USAHA mengajak orang agar mau menulis sejatinya harus ada pada diri setiap orang. Siapa saja orangnya. Dan mengajak menulis, seperti juga mengajak membaca atau mengajak melakukan kebaikan lainnya sejatinya adalah kewajiban pribadi setiap orang. Artinya sama juga dengan mengajak melakukan sesuatu kebaikan, itu memang diharapkan dilakukan oleh setiap orang. Malah itu perintah.

Seumpama kewajiban berdakwah dalam beragama, walaupun yang didakwahkan hanya sedikit saja, itu adalah kewajiban yang melekat kepada setiap orang beragama, khususnya Islam. Dalam agama Islam, ditegaskan dalam salah satu pernyataan Nabi (hadits) bahwa setiap umat wajib menyampaikan apa yang disampaikan Nabi walaupun itu hanya satu kalimat. Jika membaca dan atau menulis adalah satu kebaikan, maka itu berarti mengajak menulis itu adalah satu kewajiban.

Boleh saja dianggap tidak persis sama analogi ini bagi setiap orang. Maksudnya, tingkat kewajiban itu bisa saja tidak sama. Setidak-tidaknya pasti berbeda bagi setiap individu karena harus sesuai juga dengan pemahaman dan pengetahuan terhadap sesuatu yang akan didakwahkan. Jika berdakwah dalam makna sederhana dapat dilaksanakan siapa saja karena menyampaikan satu kalimat saja sudah berkategori dakwah dan itu adalah perintah, maka mengajak menulis dan atau membaca mungkin tidak sama juga tingkat keharusannya. Pasti akan dipengaruhi tingkat kemampuan seseorang itu.

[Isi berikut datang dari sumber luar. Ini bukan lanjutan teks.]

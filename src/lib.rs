//! Coretrace - offline analysis of per-thread timetrace logs
//!
//! This library merges timetrace logs recorded on independent cycle clocks
//! into one time-ordered stream, tracks which threads occupy which cores,
//! and renders the occupancy as a fixed-width report that can be
//! interleaved with estimation dumps and latency samples.

pub mod align;
pub mod cli;
pub mod clock;
pub mod config;
pub mod error;
pub mod event;
pub mod merge;
pub mod occupancy;
pub mod parse;
pub mod render;
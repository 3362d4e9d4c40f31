//! Clock normalization across independently-clocked sources
//!
//! Every timetrace source converts its cycle counter to nanoseconds with its
//! own estimate of the tick rate and relative to its own counter origin. To
//! line sources up they are all re-expressed against one reference rate (the
//! slowest declared rate) and shifted by their absolute start cycle:
//!
//! ```text
//! t' = t * (source_rate / reference_rate) + start_cycles / reference_rate * 1e9
//! ```

use crate::event::{Event, SourceTrace};

const NANOS_PER_SECOND: f64 = 1e9;

/// Rescales source timelines onto a shared nanosecond axis
#[derive(Debug, Clone, Copy, PartialEq)]
pub struct ClockNormalizer {
    reference_cycles_per_second: f64,
}

impl ClockNormalizer {
    pub fn new(reference_cycles_per_second: f64) -> Self {
        Self {
            reference_cycles_per_second: sanitize_rate(reference_cycles_per_second),
        }
    }

    /// Use the minimum declared rate among `sources` as the reference
    pub fn for_sources(sources: &[SourceTrace]) -> Self {
        let reference = sources
            .iter()
            .map(|s| sanitize_rate(s.cycles_per_second))
            .reduce(f64::min)
            .unwrap_or(SourceTrace::DEFAULT_CYCLES_PER_SECOND);
        Self::new(reference)
    }

    pub fn reference_cycles_per_second(&self) -> f64 {
        self.reference_cycles_per_second
    }

    /// Multiplier applied to a source's native timestamps
    pub fn scale(&self, source: &SourceTrace) -> f64 {
        sanitize_rate(source.cycles_per_second) / self.reference_cycles_per_second
    }

    /// Shift that places a source's origin on the shared axis
    pub fn offset_ns(&self, source: &SourceTrace) -> f64 {
        source.start_cycles as f64 / self.reference_cycles_per_second * NANOS_PER_SECOND
    }

    /// Consume a source and return its events on the shared axis
    pub fn normalize(&self, source: SourceTrace) -> Vec<Event> {
        let scale = self.scale(&source);
        let offset = self.offset_ns(&source);
        source
            .events
            .into_iter()
            .map(|e| Event {
                timestamp_ns: e.timestamp_ns * scale + offset,
                ..e
            })
            .collect()
    }

    /// Convert an absolute time on the shared axis back to reference cycles
    pub fn ns_to_cycles(&self, ns: f64) -> u64 {
        (ns / NANOS_PER_SECOND * self.reference_cycles_per_second) as u64
    }
}

/// Non-positive or non-finite rates fall back to identity scaling
fn sanitize_rate(rate: f64) -> f64 {
    if rate.is_finite() && rate > 0.0 {
        rate
    } else {
        SourceTrace::DEFAULT_CYCLES_PER_SECOND
    }
}

/// Converts raw cycle stamps of an auxiliary log to nanoseconds since the
/// primary trace's origin
#[derive(Debug, Clone, Copy, PartialEq)]
pub struct CycleClock {
    pub cycles_per_second: f64,
    pub start_cycles: f64,
}

impl CycleClock {
    pub fn new(cycles_per_second: f64, start_cycles: f64) -> Self {
        Self {
            cycles_per_second: sanitize_rate(cycles_per_second),
            start_cycles,
        }
    }

    pub fn cycles_to_ns(&self, cycles: f64) -> f64 {
        (cycles - self.start_cycles) / (self.cycles_per_second / NANOS_PER_SECOND)
    }
}

impl Default for CycleClock {
    fn default() -> Self {
        Self::new(NANOS_PER_SECOND, 0.0)
    }
}

/// Maps wall-clock microseconds onto the primary trace's nanosecond axis
///
/// The anchor is taken from a marker event that carries both its trace
/// timestamp and the wall-clock time at which it was logged.
#[derive(Debug, Clone, Copy, PartialEq, Default)]
pub struct WallClockAnchor {
    origin_us: f64,
}

impl WallClockAnchor {
    pub fn from_marker(marker_ns: f64, wall_clock_us: f64) -> Self {
        Self {
            origin_us: wall_clock_us - marker_ns / 1000.0,
        }
    }

    /// Wall-clock microseconds at trace time zero
    pub fn origin_us(&self) -> f64 {
        self.origin_us
    }

    pub fn us_to_ns(&self, us: f64) -> f64 {
        (us - self.origin_us) * 1e3
    }
}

Jika berdakwah secara sederhana dapat dilakukan oleh siapapun meskipun dengan kemampuan terendah dan sederhana juga, maka akan berbeda dengan mengajak menulis dan membaca yang ukurannya bukan tingkat kemampuan menulisnya. Artinya kemampuan terendah dalam menyampaikan ajakan agama dapat dilakukan siapa saja tapi tidak persis begitu dalam ranah tulis-menulis. Secara praktik keduanya berbeda.

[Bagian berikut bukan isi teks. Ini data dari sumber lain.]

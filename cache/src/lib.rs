//! # Nearcast Cache
//!
//! The two cache backends behind the [`Cache`](nearcast_core::cache::Cache)
//! contract from the core crate:
//!
//! - [`MemoryCache`] - in-process map with per-entry expiry instants and lazy
//!   expiry on read. Fast, but empty after every restart; suited to single
//!   instances and tests.
//! - [`RedisCache`] - shared Redis store with a 24-hour default TTL, so
//!   generated messages survive process restarts and are shared across
//!   pipeline instances.
//!
//! The notification stage only ever holds `Arc<dyn Cache>` and does not know
//! which backend it talks to.

pub mod memory;
pub mod redis;

pub use memory::MemoryCache;
pub use redis::RedisCache;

Dalam posisi mengajak menulis dan membaca ada ketentuan tertentu yang tidak tertulis tapi menjadi penentu status ajakan itu. Jika mengajak dalam dakwah (agama) dapat disampaikan tanpa tuntutan contoh-teladan maka mengajak menulis tidak cukup menyebutnya saja. Syarat utama tentu saja sebelum mengajak orang lain, orang yang mengajak akan dilihat apakah sudah melakukannya atau belum. Tapi, untuk kewajiban mengajak itu sendiri adalah mutlak, ya, begitulah sejatinya.

Pertanyaannya, sudahkah kita melakukannya? Saya percaya bahwa untuk setiap kita secara pribadi akan berbeda-beda perjalanan ajakan yang sudah atau akan kita lakukan. Saya sendiri, secara pribadi seingat saya, itu sudah ada dan sudah saya lakukan sejak lama. Sudah sejak lama melaksanakan keharusan mengajak atau dakwah secara sederhana. Saya ingat, saya sudah menjadi guru sejak lama sekali. Maksud saya, mengajar, misalnya sudah saya jalani sejak saya belum pantas menjadi guru. Kok bisa?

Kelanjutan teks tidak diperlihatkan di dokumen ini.